> ABOUT THIS EXERCISE
Everything from the first line of the records below through the line containing "error!(error = ?e, path" is to be retyped exactly; leave out the rest.

> INFORMATION SUPPLIED
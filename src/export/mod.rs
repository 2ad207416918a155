//! Export pipeline: PDF, DOCX and share text, all read from committed report text.

pub mod docx;
pub mod pdf;
pub mod render;
pub mod share;

use std::path::{Path, PathBuf};
use std::sync::OnceLock;

use regex::Regex;
use tracing::{error, info};

use crate::contract::ExportError;

#[derive(Debug, Clone, Copy, PartialEq, Eq)]
pub enum ArtifactKind {
    Pdf,
    Docx,
}

impl ArtifactKind {
    pub fn extension(self) -> &'static str {
        match self {
            ArtifactKind::Pdf => "pdf",
            ArtifactKind::Docx => "docx",
        }
    }
}

/// A finished export, ready to be written out.
#[derive(Debug, Clone, PartialEq, Eq)]
pub struct Artifact {
    pub kind: ArtifactKind,
    pub filename: String,
    pub bytes: Vec<u8>,
}

impl Artifact {
    pub fn write_to(&self, dir: &Path) -> Result<PathBuf, ExportError> {
        std::fs::create_dir_all(dir)?;
        let path = dir.join(&self.filename);
        std::fs::write(&path, &self.bytes).map_err(|e| {
            error!(error = ?e, path = %path.display(), "Failed to write export");
            e
        })?;
        info!(path = %path.display(), size = self.bytes.len(), "Wrote export");
        Ok(path)
    }
}

fn separator() -> &'static Regex {
    static SEPARATOR: OnceLock<Regex> = OnceLock::new();
    SEPARATOR.get_or_init(|| Regex::new(r",\s*").expect("static regex"))
}

/// Replaces each comma and the spaces after it with a hyphen.
pub fn sanitize_location(location: &str) -> String {
    separator().replace_all(location.trim(), "-").into_owned()
}

/// `network-outage-report-<sanitized-location>.<ext>`
pub fn artifact_filename(location: &str, kind: ArtifactKind) -> String {
    format!(
        "network-outage-report-{}.{}",
        sanitize_location(location),
        kind.extension()
    )
}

> SOLUTION FOR THIS TASK
filename src/export/mod.rs
repository 2ad207416918a155
//! Export pipeline: PDF, DOCX and share text, all read from committed report text.

pub mod docx;
pub mod pdf;
pub mod render;
pub mod share;

use std::path::{Path, PathBuf};
use std::sync::OnceLock;

use regex::Regex;
use tracing::{error, info};

use crate::contract::ExportError;

#[derive(Debug, Clone, Copy, PartialEq, Eq)]
pub enum ArtifactKind {
    Pdf,
    Docx,
}

impl ArtifactKind {
    pub fn extension(self) -> &'static str {
        match self {
            ArtifactKind::Pdf => "pdf",
            ArtifactKind::Docx => "docx",
        }
    }
}

/// A finished export, ready to be written out.
#[derive(Debug, Clone, PartialEq, Eq)]
pub struct Artifact {
    pub kind: ArtifactKind,
    pub filename: String,
    pub bytes: Vec<u8>,
}

impl Artifact {
    pub fn write_to(&self, dir: &Path) -> Result<PathBuf, ExportError> {
        std::fs::create_dir_all(dir)?;
        let path = dir.join(&self.filename);
        std::fs::write(&path, &self.bytes).map_err(|e| {
            error!(error = ?e, path = %path.display(), "Failed to write export");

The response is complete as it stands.